À l’occasion de la Journée internationale des femmes et des filles de science, nous sommes allés à la rencontre de Fatoumata Tapa Baba DIARRA. Doctorante au sein de l’équipe Feux, elle revient sur son parcours, partage ses travaux de recherche et adresse un message aux jeunes femmes curieuses d’explorer, à leur tour, les métiers de la recherche scientifique.
Peux-tu nous en dire plus sur ton parcours ?
Originaire du Mali, j’y ai obtenu mon baccalauréat scientifique en 2018. J’ai ensuite débuté mes études universitaires en France par une première année de licence en mathématiques, physique, informatique et mécanique à Aix-en-Provence (Aix Marseille Université). J’ai poursuivi mon parcours à Marseille, au sein du département de mécanique de l’AMU, où j’ai obtenu un master en mécanique, spécialité sciences du feu et ingénierie de la sécurité incendie (ISI).
Mon stage de fin d’études, réalisé au sein de l’équipe feu du LEMTA, portait sur l’étude du comportement thermique et hydrique du bois. À l’issue de ce travail, j’ai choisi de poursuivre en doctorat dans la même équipe afin d’étudier le comportement de ce matériau en conditions d’incendie.
Quel est l’objectif de ta thèse et quelle est ta mission ?
Ma thèse porte sur l’étude du comportement mécanique et hydrique d’éléments structurels en bois de construction pendant et après un incendie. Le bois est un matériau de plus en plus utilisé dans le secteur de la construction en raison de son caractère naturel et renouvelable, ainsi que de ses excellentes propriétés mécaniques. Toutefois, en situation d’incendie, le bois est un matériau combustible, ce qui entraîne une dégradation significative de ses propriétés mécaniques et hydriques.
L’objectif de cette thèse est, dans un premier temps, d’étudier le séchage du bois en conditions d’incendie, juste avant la phase de pyrolyse, à l’aide d’un cône calorimètre. Cette étude s’intéresse aux mécanismes de transfert de chaleur et de masse dans le domaine hygroscopique, domaine dans lequel les propriétés du bois évoluent fortement. L’influence de l’orientation des fibres du bois ainsi que la phase de refroidissement sont également prises en compte.
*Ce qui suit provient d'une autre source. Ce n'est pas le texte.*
//! Platform abstraction layer
//!
//! Maps raw host input onto the semantic keys the simulation reads.

pub mod input;

pub use input::{Key, KeyState};
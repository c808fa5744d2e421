//! Vertex types for 2D rendering

use bytemuck::{Pod, Zeroable};

/// Simple 2D vertex with position and color
#[repr(C)]
#[derive(Copy, Clone, Debug, PartialEq, Pod, Zeroable)]
pub struct Vertex {
    pub position: [f32; 2],
    pub color: [f32; 4],
}

impl Vertex {
    pub const fn new(x: f32, y: f32, color: [f32; 4]) -> Self {
        Self {
            position: [x, y],
            color,
        }
    }
}

/// Raw bytes for a GPU vertex buffer upload
pub fn as_bytes(vertices: &[Vertex]) -> &[u8] {
    bytemuck::cast_slice(vertices)
}

/// Colors for game elements
pub mod colors {
    pub const SHIP: [f32; 4] = [0.9, 0.9, 1.0, 1.0];
    pub const BULLET: [f32; 4] = [1.0, 0.85, 0.3, 1.0];
    pub const ASTEROID_LARGE: [f32; 4] = [0.6, 0.55, 0.5, 1.0];
    pub const ASTEROID_MEDIUM: [f32; 4] = [0.7, 0.65, 0.55, 1.0];
    pub const ASTEROID_SMALL: [f32; 4] = [0.8, 0.75, 0.6, 1.0];
    pub const BACKGROUND: [f32; 4] = [0.0, 0.0, 0.02, 1.0];
}

#[cfg(test)]
mod tests {
    use super::*;

    #[test]
    fn test_vertex_bytes_layout() {
        let vertices = [Vertex::new(1.0, 2.0, colors::SHIP); 2];
        assert_eq!(std::mem::size_of::<Vertex>(), 24);
        assert_eq!(as_bytes(&vertices).len(), 48);
    }
}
Dans un second temps, la thèse se concentre sur l’étude du comportement mécanique et hydrique de poutres en bois soumises à des essais de flexion quatre points, tout en étant exposées à des panneaux radiants permettant d’atteindre des flux thermiques contrôlés et représentatifs de conditions d’incendie.
As-tu un fait marquant, une anecdote à nous raconter ?
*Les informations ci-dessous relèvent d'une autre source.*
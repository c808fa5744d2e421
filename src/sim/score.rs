//! Score accumulator

use serde::{Deserialize, Serialize};

use super::asteroid::Tier;

/// Monotonic per-run score
#[derive(Debug, Clone, Copy, Default, PartialEq, Eq, Serialize, Deserialize)]
pub struct Score(u64);

impl Score {
    pub fn value(&self) -> u64 {
        self.0
    }

    /// Add the points for a hit on `tier`, returning the points awarded
    pub fn add_hit(&mut self, tier: Tier) -> u64 {
        let points = tier.points();
        self.0 = self.0.saturating_add(points);
        points
    }

    pub fn reset(&mut self) {
        self.0 = 0;
    }
}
À mon arrivée à Marseille pour commencer une licence en mécanique, les cours avaient lieu dans une salle située au sous-sol du bâtiment. À cet étage, un seul sanitaire était visible, et il était réservé aux hommes ! Dans une filière très majoritairement masculine — nous n’étions que cinq femmes dans la promotion — j’ai d’abord pensé, un peu naïvement, qu’aucune toilette pour femmes n’avait été prévue à ce niveau.
Un jour, en croisant un camarade dans ce sanitaire, il m’a simplement fait remarquer qu’il s’agissait bien des toilettes des hommes et qu’il devait forcément en exister d’autres ailleurs dans le bâtiment. C’était effectivement le cas : il suffisait d’aller explorer les étages supérieurs du bâtiment !
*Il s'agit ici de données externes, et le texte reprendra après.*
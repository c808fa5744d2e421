//! Scene overlay collaborator
//!
//! One `show` per scene transition. Layout and styling are the host's business.

use crate::sim::{GameEvent, Overlay};

pub trait OverlaySink {
    fn show(&mut self, overlay: Overlay);
}

/// Forward every overlay change among `events`, returning the last one shown
pub fn dispatch_overlays(sink: &mut impl OverlaySink, events: &[GameEvent]) -> Option<Overlay> {
    let mut last = None;
    for event in events {
        if let GameEvent::Overlay(overlay) = event {
            sink.show(*overlay);
            last = Some(*overlay);
        }
    }
    last
}

/// Text for a panel, for hosts without a UI layer
pub fn overlay_text(overlay: Overlay) -> String {
    match overlay {
        Overlay::Title => "ROCK ARENA - press Enter".to_string(),
        Overlay::LevelReady { level } => format!("Level {} ready - press Enter", level),
        Overlay::GameOver => "GAME OVER - press Enter".to_string(),
        Overlay::Credits => "Credits - press Enter".to_string(),
        Overlay::Hidden => String::new(),
    }
}

/// Sink that logs panel changes
#[derive(Debug, Default)]
pub struct LogOverlay {
    pub current: Option<Overlay>,
}

impl OverlaySink for LogOverlay {
    fn show(&mut self, overlay: Overlay) {
        if overlay != Overlay::Hidden {
            log::info!("overlay: {}", overlay_text(overlay));
        }
        self.current = Some(overlay);
    }
}

#[cfg(test)]
mod tests {
    use super::*;
    use crate::sim::{Command, GameState, Playfield};

    #[test]
    fn test_start_hides_panels() {
        let mut state = GameState::new(1, Playfield::default());
        state.handle_command(Command::Confirm);

        let mut sink = LogOverlay::default();
        let last = dispatch_overlays(&mut sink, &state.drain_events());
        assert_eq!(last, Some(Overlay::Hidden));
        assert_eq!(sink.current, Some(Overlay::Hidden));
    }

    #[test]
    fn test_level_ready_text_has_number() {
        assert_eq!(
            overlay_text(Overlay::LevelReady { level: 4 }),
            "Level 4 ready - press Enter"
        );
    }
}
Cette anecdote, en apparence anodine, m’a fait prendre conscience de l’importance de ne pas s’arrêter aux évidences et de dépasser certains stéréotypes, en particulier ceux associés aux filières dites « masculines » ou « féminines ».
Qu’envisages-tu après ce doctorat ?
Je souhaite poursuivre ma carrière dans le domaine de la recherche en incendie. Je désire continuer à m’intéresser aux approches expérimentales et de modélisation du comportement du bois pendant et après un incendie, notamment dans le cadre de projets post-doctoraux ou au sein d’unités de recherche et développement travaillant sur ces thématiques.
Quels sont tes conseils pour sensibiliser & inciter les jeunes femmes à choisir une carrière scientifique ?
Je dirais avant tout aux jeunes femmes de ne pas se laisser enfermer par les stéréotypes liés au genre. Aucun domaine n’est « naturellement » réservé aux hommes ou aux femmes. En science, ce qui compte avant tout, ce sont la curiosité, l’esprit critique et la passion.
Il faut oser se lancer et se donner les moyens d’y parvenir. Vous pourriez être surprises par vos capacités et par ce que vous êtes en mesure d’apporter au monde de la recherche grâce à votre créativité. Mieux vaut essayer que de renoncer par peur et rester enfermée dans des cases que l’on n’a pas choisies. Parfois, la peur empêche tout simplement le monde de découvrir une avancée majeure.